You are talking about a game where you literally fly as a paper aeroplane, roll yourself up like newspaper and roll around on the ground, and make yourself completely flat, like a piece of paper, to get through cracks in the walls and tight spaces.
Nintendo leaning into the paper aesthetic isn't what killed the series. Nintendo being creatively devoid and making the most homogenised sequels possible because the first three didn't sell what they expected is what killed the series.
Hard disagree on this one.
Paper Mario 64 was called "Mario Story" in Japan, and only "Paper Mario" in the West (which then propagated to TTYD sadly). It had a grand total of... 2? 3? paper jokes in the entire game (I just remember the one where Mario floats like a piece of paper while falling). No mention of paper whatsoever. Aesthetic is mostly reminiscent of a coloring book/pop-up book with pastel colors. Some sprites are 2D, but nothing is supposed to be cut out of paper or paper craft. If you look at those textures, most of them are supposed to represent actual items rather than a paper craft item.
Same for TTYD but it traded the pastel colors for a "cleaner" style closer to a comic book. The paper transformations in that game were unnatural curses that everyone around you would point out. It didn't break immersion directly. Replace the two or three paper jokes from 64 with charming
sparse fourth wall breaks.
I think what's important in both 64 and TTYD is that the majority of the items you see are exactly what they are. The stairs behind Mario in this aren't cardboard, they're actual wood. Same for the door. This design philosophy was kept consistent until SPM (and that's why the remake misses the mark in a lot of ways visually speaking imo, just look at the sea on the right picture in the first pic of my post).
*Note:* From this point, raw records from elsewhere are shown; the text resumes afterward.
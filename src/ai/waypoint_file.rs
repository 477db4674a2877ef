//! Reading and writing waypoint data.
//!
//! Two formats: a compressed binary snapshot of a whole [`WaypointGraph`]
//! (hierarchy included), and a hand-editable RON [`MeshDescription`] of the
//! concrete waypoints and their edges.

use bevy::prelude::*;
use flate2::read::ZlibDecoder;
use flate2::write::ZlibEncoder;
use flate2::Compression;
use rustc_hash::FxHashSet;
use serde::{Deserialize, Serialize};
use std::fs::File;
use std::io::{BufReader, BufWriter, Write};
use std::path::Path;
use thiserror::Error;

use super::graph::WaypointGraph;
use super::waypoint::{Waypoint, WaypointId, WaypointType};

pub const WAYPOINT_FILE_VERSION: u32 = 1;

#[derive(Debug, Error)]
pub enum WaypointFileError {
    #[error("i/o error: {0}")]
    Io(#[from] std::io::Error),
    #[error("failed to encode or decode waypoint file: {0}")]
    Encode(#[from] bincode::Error),
    #[error("failed to parse mesh description: {0}")]
    Ron(#[from] ron::error::SpannedError),
    #[error("unsupported waypoint file version {found} (expected {expected})")]
    UnsupportedVersion { found: u32, expected: u32 },
    #[error("edge {from} -> {to} references unknown waypoint {missing}")]
    UnknownWaypoint { from: u32, to: u32, missing: u32 },
    #[error("waypoint id {id} is already used by a collection")]
    IdInUse { id: u32 },
}

#[derive(Serialize, Deserialize)]
pub struct WaypointFile {
    pub version: u32,
    pub graph: WaypointGraph,
}

/// Save `graph` (all levels) as zlib-compressed bincode.
pub fn save_waypoint_file(path: impl AsRef<Path>, graph: &WaypointGraph) -> Result<(), WaypointFileError> {
    #[derive(Serialize)]
    struct WaypointFileRef<'a> {
        version: u32,
        graph: &'a WaypointGraph,
    }

    let file = File::create(path.as_ref())?;
    let writer = BufWriter::new(file);
    let mut encoder = ZlibEncoder::new(writer, Compression::default());
    bincode::serialize_into(&mut encoder, &WaypointFileRef { version: WAYPOINT_FILE_VERSION, graph })?;
    let mut writer = encoder.finish()?;
    writer.flush()?;
    Ok(())
}

pub fn load_waypoint_file(path: impl AsRef<Path>) -> Result<WaypointGraph, WaypointFileError> {
    let file = File::open(path.as_ref())?;
    let reader = BufReader::new(file);
    let mut decoder = ZlibDecoder::new(reader);
    let data: WaypointFile = bincode::deserialize_from(&mut decoder)?;
    if data.version != WAYPOINT_FILE_VERSION {
        return Err(WaypointFileError::UnsupportedVersion {
            found: data.version,
            expected: WAYPOINT_FILE_VERSION,
        });
    }
    Ok(data.graph)
}

#[derive(Serialize, Deserialize, Clone, Debug, PartialEq)]
pub struct WaypointDescription {
    pub id: u32,
    pub position: (f32, f32, f32),
    #[serde(default)]
    pub kind: Option<String>,
}

#[derive(Serialize, Deserialize, Clone, Debug, PartialEq)]
pub struct EdgeDescription {
    pub from: u32,
    pub to: u32,
    /// Only `from -> to` is added when set; otherwise both directions.
    #[serde(default)]
    pub one_way: bool,
}

/// Concrete waypoints and their links, as written by hand or by a level tool.
#[derive(Serialize, Deserialize, Clone, Debug, Default, PartialEq)]
pub struct MeshDescription {
    #[serde(default)]
    pub waypoints: Vec<WaypointDescription>,
    #[serde(default)]
    pub edges: Vec<EdgeDescription>,
}

impl MeshDescription {
    pub fn from_ron(contents: &str) -> Result<Self, WaypointFileError> {
        Ok(ron::from_str(contents)?)
    }

    /// Insert every waypoint and edge into `graph`.
    ///
    /// Ids and edges are checked before anything is inserted, so a description
    /// that reuses a collection id or has a dangling edge leaves the graph
    /// untouched. Edge ends must be concrete waypoints.
    pub fn populate(&self, graph: &mut WaypointGraph) -> Result<Vec<WaypointId>, WaypointFileError> {
        if let Some(wp) = self.waypoints.iter().find(|wp| graph.collection(WaypointId(wp.id)).is_some()) {
            return Err(WaypointFileError::IdInUse { id: wp.id });
        }
        let known: FxHashSet<u32> = self
            .waypoints
            .iter()
            .map(|wp| wp.id)
            .chain(
                graph
                    .nodes_at_level(0)
                    .iter()
                    .filter(|&&id| graph.waypoint(id).is_some())
                    .map(|id| id.0),
            )
            .collect();
        for edge in &self.edges {
            for end in [edge.from, edge.to] {
                if !known.contains(&end) {
                    return Err(WaypointFileError::UnknownWaypoint { from: edge.from, to: edge.to, missing: end });
                }
            }
        }

        let mut ids = Vec::with_capacity(self.waypoints.len());
        for wp in &self.waypoints {
            let (x, y, z) = wp.position;
            let kind = wp.kind.clone().map(WaypointType::new).unwrap_or_default();
            let id = WaypointId(wp.id);
            graph.insert_waypoint(Waypoint::with_kind(id, Vec3::new(x, y, z), kind));
            ids.push(id);
        }

        // Every end is a level 0 waypoint by now, so only duplicates are refused.
        let mut duplicates = 0;
        for edge in &self.edges {
            let (from, to) = (WaypointId(edge.from), WaypointId(edge.to));
            if !graph.add_edge(from, to) {
                duplicates += 1;
            }
            if !edge.one_way && !graph.add_edge(to, from) {
                duplicates += 1;
            }
        }
        if duplicates > 0 {
            warn!("Skipped {} duplicate edges while populating the graph", duplicates);
        }

        info!(
            "Populated graph with {} waypoints and {} edge descriptions",
            self.waypoints.len(),
            self.edges.len()
        );
        Ok(ids)
    }
}

pub fn load_mesh_description(path: impl AsRef<Path>) -> Result<MeshDescription, WaypointFileError> {
    let contents = std::fs::read_to_string(path.as_ref())?;
    MeshDescription::from_ron(&contents)
}
use proc_macro::TokenStream;
use quote::quote;
use syn::{parse_macro_input, ItemFn, FnArg};

/// Time a function when the `perf_stats` feature of the calling crate is enabled.
///
/// The body is wrapped in a guard that logs the elapsed time through Bevy's
/// `info!` when the call took longer than the threshold (milliseconds,
/// default 1). Without `perf_stats` the guard is compiled out entirely.
///
/// Methods are reported as `Type::method` when the receiver is `self`, so the
/// log line stays readable for builder entry points.
///
/// # Example
/// ```ignore
/// #[profile(5)]
/// pub fn create_next_search_level(&mut self, previous_level: u32) -> bool {
///     // ... work ...
/// }
/// ```
#[proc_macro_attribute]
pub fn profile(attr: TokenStream, item: TokenStream) -> TokenStream {
    let input = parse_macro_input!(item as ItemFn);

    let threshold_ms: u128 = if attr.is_empty() {
        1
    } else {
        attr.to_string().trim().parse().unwrap_or(1)
    };

    let attrs = &input.attrs;
    let vis = &input.vis;
    let sig = &input.sig;
    let block = &input.block;
    let fn_name_str = sig.ident.to_string();

    let is_method = sig
        .inputs
        .iter()
        .any(|arg| matches!(arg, FnArg::Receiver(_)));

    let name_expr = if is_method {
        quote! {
            {
                let type_name = std::any::type_name::<Self>();
                let short = type_name.rsplit("::").next().unwrap_or(type_name);
                format!("{}::{}", short, #fn_name_str)
            }
        }
    } else {
        quote! { String::from(#fn_name_str) }
    };

    let output = quote! {
        #(#attrs)*
        #vis #sig {
            #[cfg(feature = "perf_stats")]
            let _profile_timer = {
                struct ProfileGuard {
                    name: String,
                    start: std::time::Instant,
                }
                impl Drop for ProfileGuard {
                    fn drop(&mut self) {
                        let elapsed = self.start.elapsed();
                        if elapsed.as_millis() >= #threshold_ms {
                            bevy::log::info!("[PERF] {}: {:?}", self.name, elapsed);
                        }
                    }
                }
                ProfileGuard {
                    name: #name_expr,
                    start: std::time::Instant::now(),
                }
            };

            #block
        }
    };

    output.into()
}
SPM was more pixel than paper.
It might sound silly to talk about not breaking immersion in games made for children, but if you think about it I'd say it's the opposite: you want to create a world where you can lose yourself for a while. This is the kind of memorable work that stays with you.
Fast forward a few years and this is the slop you get:
It really doesn't really transmit anything. The textures and materials used are now just there for the sake of being paper/cardboard. They took a single punchline ("they're paper, dude, isn't that hilarious?") and stretched it over three entire games. Not one, three (3).
The visuals are already fucked in this regard but it obviously had consequences on the writing. If your design philosophy is "make everything paper and real life objects because that's better and that's the point now", then your writing will obviously follow. That's why your average NPC (Toad) dialogue is snarky "funny" self-aware shit with lots of paper references. That's why those games can't be earnest anymore. They're afraid of taking themselves seriously and honestly, and that just means the audience can't take them seriously as well.
TLDR: "there was always paper in those games"? Sure, but the developers didn't use to remind you of that for 100% of your playthrough back then. Instead they let you appreciate these worlds and added a little of flavor with the paper-like 2D visuals. Now paper is the point and the writing followed.